Wednesday, December 24, 2014

Blank Canvas

 
    I tend to have a vivid dream life. In one dream, I was painting an ocean scene. I was painting the scene over and over, trying to take in different perspectives. At one point, I sat in front of the blank canvas, keenly aware that I had the power to create any scene I wanted. The message I gleamed from the dream was that personal insight is much like taking out a paint brush and starting with a blank canvas, painting a picture of your life. Often people just live their lives, never looking closely at themselves or the scenery around them, rarely looking deeper into what they are seeing and living. When you are painting or drawing, you must observe every detail more carefully. You see colors, characteristics, shadows and contours that you rarely see when you glance quickly at something or someone. When you sharpen your perception to take in more details, you see so much more. When you stop living in a blur and look more closely at yourself, you start seeing your life in a different light. The other observation is that the more you are willing to look at yourself, the more clearly, you can see others. Several clients reminded me of this dynamic recently. As their awareness and insight had expanded, their insight into their spouses and family members had become more finely tuned. One client asked, "How is that I could have lived with someone for so many years and knew that there were some concerns, yet somehow denied how bad it really was?" That is easy to answer. It is like taking the canvas of your life and smudging the scene until you can barely make out what the scene looks like. This kind of denial resembles finger painting. Other people paint highly distorted scenes altogether of their lives, portraying a fantasy rather than painting reality. This would be a painting of a beautiful castle, meanwhile the occupants inside the castle are held captive under evil rule. This would be the families taunting pictures of their perfect life everywhere, while the husband is cheating and the mom is drinking excessively. This denial would resemble fantasy art. Of course, everyone denies reality at some time in their lives. When you are ready to break the denial, you see the scenery with more clarity and your painting becomes more detailed and honest.

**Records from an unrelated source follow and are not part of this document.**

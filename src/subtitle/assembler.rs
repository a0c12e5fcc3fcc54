use tracing::{debug, info};

use super::{append_token, ends_sentence, Cue, CueLimits, SubtitleDocument};
use crate::config::CueConfig;
use crate::error::AssemblyError;
use crate::transcribe::Token;

/// Greedy grouping of a merged token stream into subtitle cues
#[derive(Debug, Clone)]
pub struct CueAssembler {
    max_duration: f64,
    max_chars: usize,
    silence_gap: f64,
    break_on_sentence_end: bool,
}

impl CueAssembler {
    pub fn new(config: &CueConfig) -> Self {
        Self {
            max_duration: config.max_cue_duration,
            max_chars: config.max_cue_chars.max(1),
            silence_gap: config.silence_gap_threshold,
            break_on_sentence_end: config.break_on_sentence_end,
        }
    }

    pub fn limits(&self) -> CueLimits {
        CueLimits { max_duration: self.max_duration, max_chars: self.max_chars }
    }

    /// Assemble cues and verify the document before returning it.
    ///
    /// The input must be ordered by start time; an out-of-order stream is
    /// rejected rather than re-sorted.
    pub fn assemble(&self, tokens: &[Token]) -> Result<SubtitleDocument, AssemblyError> {
        if let Some(position) = tokens.windows(2).position(|pair| pair[1].start < pair[0].start) {
            return Err(AssemblyError::UnorderedTokens { position: position + 1 });
        }

        let mut cues = Vec::new();
        let mut current: Vec<Token> = Vec::new();
        let mut current_text = String::new();

        for token in tokens.iter().flat_map(|t| self.split_oversized(t)) {
            if let Some(first) = current.first() {
                let last_end = current.last().map(|t| t.end).unwrap_or(first.end);
                let mut candidate_text = current_text.clone();
                append_token(&mut candidate_text, &token.text);

                let gap = token.start - last_end;
                let duration = token.end - first.start;
                let close = gap > self.silence_gap
                    || duration > self.max_duration
                    || candidate_text.chars().count() > self.max_chars;

                if close {
                    cues.push(Cue::from_tokens(std::mem::take(&mut current)));
                    current_text.clear();
                }
            }

            append_token(&mut current_text, &token.text);
            let sentence_end = self.break_on_sentence_end && ends_sentence(&token.text);
            current.push(token);

            if sentence_end {
                cues.push(Cue::from_tokens(std::mem::take(&mut current)));
                current_text.clear();
            }
        }
        if !current.is_empty() {
            cues.push(Cue::from_tokens(current));
        }

        let document = SubtitleDocument::new(cues);
        document.verify(Some(self.limits()))?;
        info!("Assembled {} cues from {} tokens", document.len(), tokens.len());
        Ok(document)
    }

    /// Split a token that alone breaks a limit into evenly timed pieces
    fn split_oversized(&self, token: &Token) -> Vec<Token> {
        let text = token.text.trim();
        let chars: Vec<char> = text.chars().collect();
        let duration = token.duration().max(0.0);

        let by_chars = chars.len().div_ceil(self.max_chars);
        let by_duration = if self.max_duration > 0.0 {
            (duration / self.max_duration).ceil() as usize
        } else {
            1
        };
        let wanted = by_chars.max(by_duration).max(1);
        if wanted == 1 {
            return vec![token.clone()];
        }

        // A piece cannot be smaller than one character
        let pieces = wanted.min(chars.len()).max(1);
        debug!(
            "Splitting oversized token '{}' ({:.2}s, {} chars) into {} pieces",
            text,
            duration,
            chars.len(),
            pieces
        );

        let per_piece = chars.len() / pieces;
        let remainder = chars.len() % pieces;
        let step = duration / pieces as f64;

        let mut offset = 0;
        (0..pieces)
            .map(|i| {
                let len = per_piece + usize::from(i < remainder);
                let piece: String = chars[offset..offset + len].iter().collect();
                offset += len;

                let start = token.start + step * i as f64;
                let end = if i + 1 == pieces { token.end } else { token.start + step * (i + 1) as f64 };
                let end = end.min(start + self.max_duration);
                Token { text: piece, start, end, confidence: token.confidence }
            })
            .collect()
    }
}

#[cfg(test)]
mod tests {
    use super::*;

    fn assembler(max_duration: f64, max_chars: usize, gap: f64) -> CueAssembler {
        CueAssembler::new(&CueConfig {
            max_cue_duration: max_duration,
            max_cue_chars: max_chars,
            silence_gap_threshold: gap,
            break_on_sentence_end: true,
        })
    }

    fn tok(text: &str, start: f64, end: f64) -> Token {
        Token::new(text, start, end, 0.9)
    }

    fn assert_invariants(doc: &SubtitleDocument, max_duration: f64, max_chars: usize) {
        for pair in doc.cues.windows(2) {
            assert!(pair[0].start <= pair[1].start);
            assert!(pair[0].end <= pair[1].start);
        }
        for cue in &doc.cues {
            assert!(cue.duration() <= max_duration + 1e-6, "cue too long: {:?}", cue);
            assert!(cue.char_count() <= max_chars, "cue too wide: {:?}", cue);
        }
    }

    #[test]
    fn test_silence_gap_closes_cue() {
        let tokens = vec![tok("こんにちは", 0.0, 0.8), tok("世界", 0.9, 1.3), tok("また", 3.0, 3.4), tok("ね", 3.4, 3.6)];
        let doc = assembler(7.0, 32, 0.8).assemble(&tokens).unwrap();

        assert_eq!(doc.len(), 2);
        assert_eq!(doc.cues[0].text, "こんにちは世界");
        assert_eq!(doc.cues[1].text, "またね");
        assert_eq!(doc.cues[1].start, 3.0);
        assert_eq!(doc.cues[1].end, 3.6);
    }

    #[test]
    fn test_duration_limit_closes_cue() {
        let tokens: Vec<Token> = (0..10).map(|i| tok("あ", i as f64, i as f64 + 0.9)).collect();
        let doc = assembler(3.0, 32, 0.8).assemble(&tokens).unwrap();

        assert_invariants(&doc, 3.0, 32);
        assert_eq!(doc.cues[0].tokens.len(), 3);
    }

    #[test]
    fn test_char_limit_closes_cue() {
        let tokens: Vec<Token> = (0..6).map(|i| tok("ですね", i as f64 * 0.5, i as f64 * 0.5 + 0.5)).collect();
        let doc = assembler(7.0, 7, 0.8).assemble(&tokens).unwrap();

        assert_invariants(&doc, 7.0, 7);
        assert_eq!(doc.len(), 3);
        assert_eq!(doc.cues[0].text, "ですねですね");
    }

    #[test]
    fn test_sentence_end_closes_cue() {
        let tokens = vec![tok("はい", 0.0, 0.4), tok("。", 0.4, 0.5), tok("次", 0.5, 0.8)];
        let doc = assembler(7.0, 32, 0.8).assemble(&tokens).unwrap();
        assert_eq!(doc.len(), 2);
        assert_eq!(doc.cues[0].text, "はい。");
    }

    #[test]
    fn test_oversized_token_is_split_not_truncated() {
        let long = "あいうえおかきくけこさしす";
        let doc = assembler(2.0, 5, 0.8).assemble(&[tok(long, 0.0, 6.0)]).unwrap();

        assert_invariants(&doc, 2.0, 5);
        let joined: String = doc.cues.iter().map(|c| c.text.as_str()).collect();
        assert_eq!(joined, long);
        assert_eq!(doc.cues.first().unwrap().start, 0.0);
        assert_eq!(doc.cues.last().unwrap().end, 6.0);
    }

    #[test]
    fn test_single_char_long_token_is_clamped() {
        let doc = assembler(2.0, 32, 0.8).assemble(&[tok("あ", 0.0, 5.0)]).unwrap();
        assert_eq!(doc.len(), 1);
        assert_eq!(doc.cues[0].end, 2.0);
    }

    #[test]
    fn test_unordered_input_is_rejected() {
        let tokens = vec![tok("b", 2.0, 2.5), tok("a", 1.0, 1.5)];
        let err = assembler(7.0, 32, 0.8).assemble(&tokens).unwrap_err();
        assert_eq!(err, AssemblyError::UnorderedTokens { position: 1 });
    }

    #[test]
    fn test_overlapping_input_fails_verification() {
        let tokens = vec![tok("そう。", 0.0, 3.0), tok("ね", 1.0, 1.5)];
        let err = assembler(7.0, 32, 0.8).assemble(&tokens).unwrap_err();
        assert!(matches!(err, AssemblyError::Overlap { index: 0, .. }));
    }

    #[test]
    fn test_empty_stream_gives_empty_document() {
        let doc = assembler(7.0, 32, 0.8).assemble(&[]).unwrap();
        assert!(doc.is_empty());
    }
}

     People also have their own unique perspectives, thus everyone lives in different realities. Take 20 people and sit them on a beach with a canvas and acrylic paints. Each and every painting might resemble each other, yet would be completely different. Their focus and details would vary significantly. That is absolutely true in a relationship. Two people can have absolutely opposing perspectives on the same relationship. Here is an example of opposing views in a relationship. A client said that his wife is so angry that he wants a divorce and just wants to blame him and retaliate. The angry spouse lives in his own reality. In his painting, he only sees himself. He does not see how his behavior affected the marriage and does not want to see how tense the relationship had been for years. In his painting, the details reflect his reality, no matter how many times other perspectives tried to tell him otherwise. So many people live in this type of denial. Also, if people have narcissistic wounds from childhood, they really deny how their behavior affects their relationships in any way. They often become vengeful, spreading lies about the spouse who dares to leave the relationship. They have to justify their rage....so they blame. The angry person begins recruiting anybody who will listen which only reinforces their distorted reality. They show their painting around town, telling everyone how the title wave came out of the blue and how the "other" who caused the wave is awful. This is why the more insightful you can be about your feelings and your own behavior, the more vivid and clear your paintings can become.
     The last insight I took from the dream is that we all have the amazing power to change our paintings and our lives. If indeed we are the creators of our reality, then we have the power to change our reality. How do we change it? First, we set out to discover what we have been painting since it's imperative to acknowledge the version of reality we keep recreating. Then, we set ourselves free by allowing a new scene to appear, one we are longing to create and live. By creating the new picture in your mind, you create a new reality, even if the reality has not yet been created in real time. I always hold pictures in my mind of what my life will look like in one year, two years, etc. Once I hold that image in my head, my choices and intuition head me in that direction. One year later, I look around and enjoy the fact that the scene I had imagined had become reality. I also enjoy the surprises, the things in my life that are even better than what I had imagined. I also accept that sometimes I couldn't account for lessons I still needed to learn, which explains the things that have not yet manifested from my vision. We also have to account for other people's lives to affect ours. These are the varied colors that come from blending. Embrace that others are creating their paintings as well and do not discount their reality because it does not fit with the image you held of what your life would look like. A parent that does not want to accept that his son is gay, is holding onto a fantasy painting of reality, versus embracing the beauty that comes from allowing others the freedom to live their lives authentically. We all have blind spots that are lessons yet to be learned and experiences meant to guide us. The beauty of life is that we can all start again with a blank canvas and recreate our lives and concurrently our paintings. Life is an ever changing experience and with a stroke of the brush and a keen eye for seeing things in life we never noticed before, we can paint our lives in a new direction. "A moment's insight is sometimes worth a life's experience"...(Oliver Wendell Holmes, Jr.).